A Japanese researcher has announced that he has created viable eggs from the cells of male mice.
This is the first lab created for mammalian eggs from male cells. The next step – not an easy one – would be to pursue something similar to human cells, where, among other things, there is a risk of causing unwanted genetic changes.
The research, which is still in its infancy, relates to the conversion of male XY chromosomes into female XX. This development clears the way for male couples to have their own children no longer through adoption.
The announcement was made by Professor Katsuhiko Hayashi of Osaka University, who has an international reputation in his field of specialization, at a conference of the Francis Crick Institute of Genetics in London, according to the BBC and the Guardian newspaper. Other scientists sounded wary. Professor George Daly of Harvard Medical School, USA, pointed out that it will be a long time before society is faced with practical selection of children from two parents.
Hayashi himself has stated that his work is at a very early stage. The eggs he created are of low quality and the technique cannot currently be used safely on humans. However, he expressed optimism that the current difficulties might be overcome within ten years and that reproductive technology for same-sex couples would eventually become available.
The Japanese scientist said: “If people want it, and society accepts such technology, then I agree.” However, he seemed hesitant about the method a man would use to artificially create a child from his own sperm and eggs. “It’s technically possible,” he said. “But I’m not sure if it’s a safe or socially acceptable thing to do at this point.”
The method involves taking a skin cell from a male rodent and turning it into a pluripotent stem cell that can transform into other types of cells. These cells like males have XY chromosomes. The researchers then deleted the Y chromosome of these cells, doubled the X and finally “glued” the two Xs together, allowing the stem cell to be reprogrammed to become an egg.

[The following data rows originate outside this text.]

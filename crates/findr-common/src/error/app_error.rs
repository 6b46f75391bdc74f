//! Errors above the domain layer
//!
//! Domain rejections pass through with their message untouched, since that
//! message is what the user ends up reading in an alert.

use findr_core::DomainError;

use crate::config::ConfigError;

#[derive(Debug, thiserror::Error)]
pub enum AppError {
    #[error("Validation error: {0}")]
    Validation(String),

    /// Something the client expected to see was not there
    #[error("Not found: {0}")]
    NotFound(String),

    #[error(transparent)]
    Domain(#[from] DomainError),

    #[error("Configuration error: {0}")]
    Config(#[from] ConfigError),

    /// The backends could not be wired together
    #[error("Startup error: {0}")]
    Startup(String),

    #[error("Internal error: {0}")]
    Internal(#[source] anyhow::Error),
}

impl AppError {
    #[must_use]
    pub fn error_code(&self) -> &'static str {
        match self {
            Self::Validation(_) => "VALIDATION_ERROR",
            Self::NotFound(_) => "NOT_FOUND",
            Self::Domain(e) => e.code(),
            Self::Config(_) => "CONFIG_ERROR",
            Self::Startup(_) => "STARTUP_ERROR",
            Self::Internal(_) => "INTERNAL_ERROR",
        }
    }

    /// Title of the alert that reports this error
    #[must_use]
    pub fn alert_title(&self) -> &'static str {
        match self {
            Self::Validation(_) => "Invalid",
            Self::Domain(e) if e.is_validation() => "Invalid",
            Self::Domain(e) if e.is_permission() => "Permission required",
            _ => "Error",
        }
    }

    #[must_use]
    pub fn not_found(what: impl Into<String>) -> Self {
        Self::NotFound(what.into())
    }

    #[must_use]
    pub fn validation(msg: impl Into<String>) -> Self {
        Self::Validation(msg.into())
    }

    pub fn internal(err: impl Into<anyhow::Error>) -> Self {
        Self::Internal(err.into())
    }
}

pub type AppResult<T> = Result<T, AppError>;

The cells are then grown into an ovarian organoid that mimics mouse ovarian conditions. When the eggs were fertilized with sperm, 600 embryos were created, of which seven mice were eventually born (a low success rate of about 1%). However, these rodents appeared healthy, had a normal lifespan, and had offspring.
This technique can also help infertile heterosexual couples where the woman is unable to produce her own eggs due to a serious problem such as Turner syndrome (in which one copy of the X chromosome is missing). But it will be years until (and if) this new infertility treatment becomes available. Other scientists consider the decade time horizon overly optimistic, given that viable human eggs from female cells have not yet been created in the laboratory.